— Problem —
Copy out all lines of the listing below that hold "FetcherConfig".

- - - -

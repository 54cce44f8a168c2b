//! Events fetcher
//!
//! Polls the events endpoint with a server-issued cursor and feeds the
//! [`EventQueue`]. One request is in flight at a time, so events reach the
//! queue in server order.
//!
//! State machine:
//! `Idle → Fetching → (success → Idle | Finished) | (error → Idle via back-off | Failed)`
//!
//! Pacing:
//! - non-empty page: next request after the regular interval
//! - empty page: next request after the back-off interval
//! - transport error: retry after the back-off interval, until
//!   `max_consecutive_errors` errors in a row, which is fatal
//!
//! Reaching `Finished` or `Failed` stops the queue and resolves the
//! completion receiver exactly once.

use std::sync::Arc;
use std::time::Duration;

use joblog_protocol::Cursor;
use tokio::sync::oneshot;
use tracing::{debug, info, warn};

use crate::queue::EventQueue;
use crate::transport::EventSource;

/// Fetcher pacing and retry limits
#[derive(Debug, Clone, Copy, PartialEq, Eq)]
pub struct FetcherConfig {
    /// Consecutive transport errors tolerated before giving up (>= 1)
    pub max_consecutive_errors: u32,
    /// Delay after an empty page or a transport error
    pub back_off_interval: Duration,
    /// Delay after a page that carried events
    pub regular_interval: Duration,
}

impl Default for FetcherConfig {
    fn default() -> Self {
        Self {
            max_consecutive_errors: 7,
            back_off_interval: Duration::from_millis(5000),
            regular_interval: Duration::from_millis(200),
        }
    }
}

#[derive(Debug, Clone, Copy, PartialEq, Eq)]
pub enum FetchState {
    Idle,
    Fetching,
    Finished,
    Failed,
}

/// How the fetch loop ended
#[derive(Debug, Clone, PartialEq, Eq)]
pub enum FetchOutcome {
    /// The server signalled end of stream.
    Finished,
    /// Retries were exhausted. `message` is meant for the user.
    Failed { message: String },
    /// The queue was stopped by its owner before the stream ended.
    Cancelled,
}

/// What the caller should do after a tick
#[derive(Debug, Clone, PartialEq, Eq)]
pub enum FetchStep {
    /// Fetch again after the given delay.
    Continue(Duration),
    /// The fetch loop is over.
    Done(FetchOutcome),
}

/// Cursor-driven poller for one job's events
pub struct EventsFetcher<S: EventSource + ?Sized> {
    source: Arc<S>,
    queue: EventQueue,
    config: FetcherConfig,
    state: FetchState,
    cursor: Cursor,
    consecutive_errors: u32,
    outcome: Option<FetchOutcome>,
    on_complete: Option<oneshot::Sender<FetchOutcome>>,
    requests: u64,
    events_fetched: u64,
}

impl<S: EventSource + ?Sized> EventsFetcher<S> {
    /// Create a fetcher starting at the initial cursor, together with the
    /// receiver that resolves when it reaches a terminal state.
    pub fn new(
        source: Arc<S>,
        queue: EventQueue,
        config: FetcherConfig,
    ) -> (Self, oneshot::Receiver<FetchOutcome>) {
        let (tx, rx) = oneshot::channel();
        let fetcher = Self {
            source,
            queue,
            config,
            state: FetchState::Idle,
            cursor: Cursor::initial(),
            consecutive_errors: 0,
            outcome: None,
            on_complete: Some(tx),
            requests: 0,
            events_fetched: 0,
        };
        (fetcher, rx)
    }

    pub fn state(&self) -> FetchState {
        self.state
    }

    pub fn cursor(&self) -> &Cursor {
        &self.cursor
    }

    pub fn consecutive_errors(&self) -> u32 {
        self.consecutive_errors
    }

    /// User-facing message once the fetcher has failed.
    pub fn failure_message(&self) -> Option<&str> {
        match self.outcome {
            Some(FetchOutcome::Failed { ref message }) => Some(message),
            _ => None,
        }
    }

    pub fn requests(&self) -> u64 {
        self.requests
    }

    /// Issue one request and process its result.
    pub async fn tick(&mut self) -> FetchStep {
        if let Some(ref outcome) = self.outcome {
            return FetchStep::Done(outcome.clone());
        }

        if !self.queue.is_running() {
            return self.cancel();
        }

        self.state = FetchState::Fetching;
        self.requests += 1;
        debug!(cursor = %self.cursor, request = self.requests, "fetching events");

        match self.source.fetch(&self.cursor).await {
            Ok(page) => {
                self.consecutive_errors = 0;

                let count = page.events.len();
                self.events_fetched += count as u64;
                self.queue.push_all(page.events);

                match page.next {
                    None => {
                        info!(
                            events = self.events_fetched,
                            requests = self.requests,
                            "event stream finished"
                        );
                        self.complete(FetchState::Finished, FetchOutcome::Finished)
                    }
                    Some(next) => {
                        debug!(events = count, next = %next, "fetched events");
                        self.cursor = next;
                        self.state = FetchState::Idle;
                        if count > 0 {
                            FetchStep::Continue(self.config.regular_interval)
                        } else {
                            FetchStep::Continue(self.config.back_off_interval)
                        }
                    }
                }
            }
            Err(e) => {
                self.consecutive_errors += 1;

                if self.consecutive_errors < self.config.max_consecutive_errors {
                    warn!(
                        error = %e,
                        attempt = self.consecutive_errors,
                        max = self.config.max_consecutive_errors,
                        "fetching events failed, backing off"
                    );
                    self.state = FetchState::Idle;
                    FetchStep::Continue(self.config.back_off_interval)
                } else {
                    let message = format!(
                        "Failed to fetch job logs after {} consecutive attempts ({}). \
                         Reload the page to try again.",
                        self.consecutive_errors, e
                    );
                    warn!(error = %e, "giving up on fetching events");
                    self.complete(FetchState::Failed, FetchOutcome::Failed { message })
                }
            }
        }
    }

    /// Tick until a terminal state, sleeping between requests.
    ///
    /// Stopping the queue cuts short both the sleep and a request in flight;
    /// the fetcher then finishes as cancelled.
    pub async fn run(mut self) -> FetchOutcome {
        let queue = self.queue.clone();
        loop {
            let step = tokio::select! {
                step = self.tick() => Some(step),
                _ = queue.stopped() => None,
            };

            match step.unwrap_or_else(|| self.cancel()) {
                FetchStep::Continue(delay) => {
                    tokio::select! {
                        _ = tokio::time::sleep(delay) => {}
                        _ = queue.stopped() => {}
                    }
                }
                FetchStep::Done(outcome) => return outcome,
            }
        }
    }

    fn cancel(&mut self) -> FetchStep {
        if let Some(ref outcome) = self.outcome {
            return FetchStep::Done(outcome.clone());
        }
        info!(cursor = %self.cursor, "event queue closed, stopping fetcher");
        self.complete(FetchState::Finished, FetchOutcome::Cancelled)
    }

    fn complete(&mut self, state: FetchState, outcome: FetchOutcome) -> FetchStep {
        self.state = state;
        self.outcome = Some(outcome.clone());
        self.queue.stop();

        if let Some(tx) = self.on_complete.take() {
            // The receiver may have been dropped by a host that does not care.
            let _ = tx.send(outcome.clone());
        }

        FetchStep::Done(outcome)
    }
}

- - - -

— Written answer —
pub struct FetcherConfig {
impl Default for FetcherConfig {
    config: FetcherConfig,
        config: FetcherConfig,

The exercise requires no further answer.